(Records drawn from a dataset)
****************

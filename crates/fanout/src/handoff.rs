//! Bounded handoff channel between the producer and the worker pool.
//!
//! A thin wrapper over [`async_channel`] that makes the lifecycle explicit:
//!
//! - There is exactly one [`HandoffSender`]. It is not `Clone`, and
//!   [`HandoffSender::close`] consumes it, so the channel is closed exactly
//!   once and nothing can be sent afterwards.
//! - Any number of [`HandoffReceiver`] clones share the stream. Every item is
//!   delivered to exactly one of them.
//! - [`HandoffReceiver::recv`] reports end-of-stream as a distinct
//!   [`Received::EndOfStream`] value, and only once every item sent before the
//!   close has been drained.

use crate::{Error, Item, Result};

/// The result of a receive on the handoff channel.
#[derive(Debug, PartialEq, Eq)]
pub enum Received {
    /// The next item, now owned by the caller.
    Item(Item),
    /// The channel is closed and drained; no more items will arrive.
    EndOfStream,
}

/// Creates a handoff channel holding at most `capacity` in-flight items.
///
/// # Errors
///
/// Returns [`Error::InvalidConfig`] if `capacity` is zero.
pub fn channel(capacity: usize) -> Result<(HandoffSender, HandoffReceiver)> {
    if capacity == 0 {
        return Err(Error::InvalidConfig {
            reason: "handoff capacity must be greater than zero".to_owned(),
        });
    }

    let (tx, rx) = async_channel::bounded(capacity);
    Ok((HandoffSender { tx }, HandoffReceiver { rx }))
}

/// The single producing end of a handoff channel.
#[derive(Debug)]
pub struct HandoffSender {
    tx: async_channel::Sender<Item>,
}

impl HandoffSender {
    /// Sends an item, waiting while the channel is full.
    ///
    /// # Errors
    ///
    /// Returns [`Error::Channel`] if every receiver has been dropped.
    pub async fn send(&self, item: Item) -> Result<()> {
        self.tx.send(item).await.map_err(|_| Error::Channel {
            context: "every worker dropped its receiver".to_owned(),
        })
    }

    /// Signals end-of-stream. Items already in the channel are still
    /// delivered.
    ///
    /// The channel may already be closed if every receiver is gone; closing it
    /// again is a no-op.
    pub fn close(self) {
        self.tx.close();
    }

    #[cfg(test)]
    pub(crate) fn len(&self) -> usize {
        self.tx.len()
    }
}

/// A consuming end of a handoff channel. Clone it once per worker.
#[derive(Clone, Debug)]
pub struct HandoffReceiver {
    rx: async_channel::Receiver<Item>,
}

impl HandoffReceiver {
    /// Waits for the next item or end-of-stream.
    pub async fn recv(&self) -> Received {
        match self.rx.recv().await {
            Ok(item) => Received::Item(item),
            Err(async_channel::RecvError) => Received::EndOfStream,
        }
    }
}

#[cfg(test)]
mod tests {
    use super::*;

    #[test]
    fn zero_capacity_is_rejected() {
        assert!(matches!(channel(0), Err(Error::InvalidConfig { .. })));
    }

    #[tokio::test]
    async fn pending_items_drain_before_end_of_stream() {
        let (tx, rx) = channel(4).unwrap();
        tx.send("whale".into()).await.unwrap();
        tx.send("sea".into()).await.unwrap();
        assert_eq!(tx.len(), 2);
        tx.close();

        assert_eq!(rx.recv().await, Received::Item("whale".into()));
        assert_eq!(rx.recv().await, Received::Item("sea".into()));
        assert_eq!(rx.recv().await, Received::EndOfStream);
        assert_eq!(rx.recv().await, Received::EndOfStream);
    }

    #[tokio::test]
    async fn each_item_goes_to_exactly_one_receiver() {
        let (tx, rx) = channel(8).unwrap();
        let other = rx.clone();
        for word in ["a", "b", "c", "d"] {
            tx.send(word.into()).await.unwrap();
        }
        tx.close();

        let mut seen = Vec::new();
        loop {
            let (Received::Item(a), Received::Item(b)) = (rx.recv().await, other.recv().await)
            else {
                break;
            };
            seen.push(a);
            seen.push(b);
        }
        seen.sort();
        assert_eq!(seen, ["a", "b", "c", "d"]);
    }

    #[tokio::test]
    async fn send_fails_once_receivers_are_gone() {
        let (tx, rx) = channel(1).unwrap();
        drop(rx);
        assert!(matches!(
            tx.send("orphan".into()).await,
            Err(Error::Channel { .. })
        ));
    }

    #[test]
    fn closing_after_receivers_are_gone_is_a_no_op() {
        let (tx, rx) = channel(1).unwrap();
        drop(rx);
        tx.close();
    }

    #[tokio::test(start_paused = true)]
    async fn full_channel_applies_backpressure() {
        let (tx, rx) = channel(1).unwrap();
        tx.send("first".into()).await.unwrap();

        let blocked = tokio::time::timeout(
            core::time::Duration::from_millis(50),
            tx.send("second".into()),
        )
        .await;
        assert!(blocked.is_err(), "send should wait while the channel is full");

        assert_eq!(rx.recv().await, Received::Item("first".into()));
        tx.send("third".into()).await.unwrap();
        assert_eq!(rx.recv().await, Received::Item("third".into()));
    }
}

****************

# TASK ITEM:
Word for word, output the lines of the data from its first line through the line where "#[derive(Debug, PartialEq, Eq)]" appears, and stop there.

# RESULT BELOW:
filename crates/fanout/src/handoff.rs
//! Bounded handoff channel between the producer and the worker pool.
//!
//! A thin wrapper over [`async_channel`] that makes the lifecycle explicit:
//!
//! - There is exactly one [`HandoffSender`]. It is not `Clone`, and
//!   [`HandoffSender::close`] consumes it, so the channel is closed exactly
//!   once and nothing can be sent afterwards.
//! - Any number of [`HandoffReceiver`] clones share the stream. Every item is
//!   delivered to exactly one of them.
//! - [`HandoffReceiver::recv`] reports end-of-stream as a distinct
//!   [`Received::EndOfStream`] value, and only once every item sent before the
//!   close has been drained.

use crate::{Error, Item, Result};

/// The result of a receive on the handoff channel.
#[derive(Debug, PartialEq, Eq)]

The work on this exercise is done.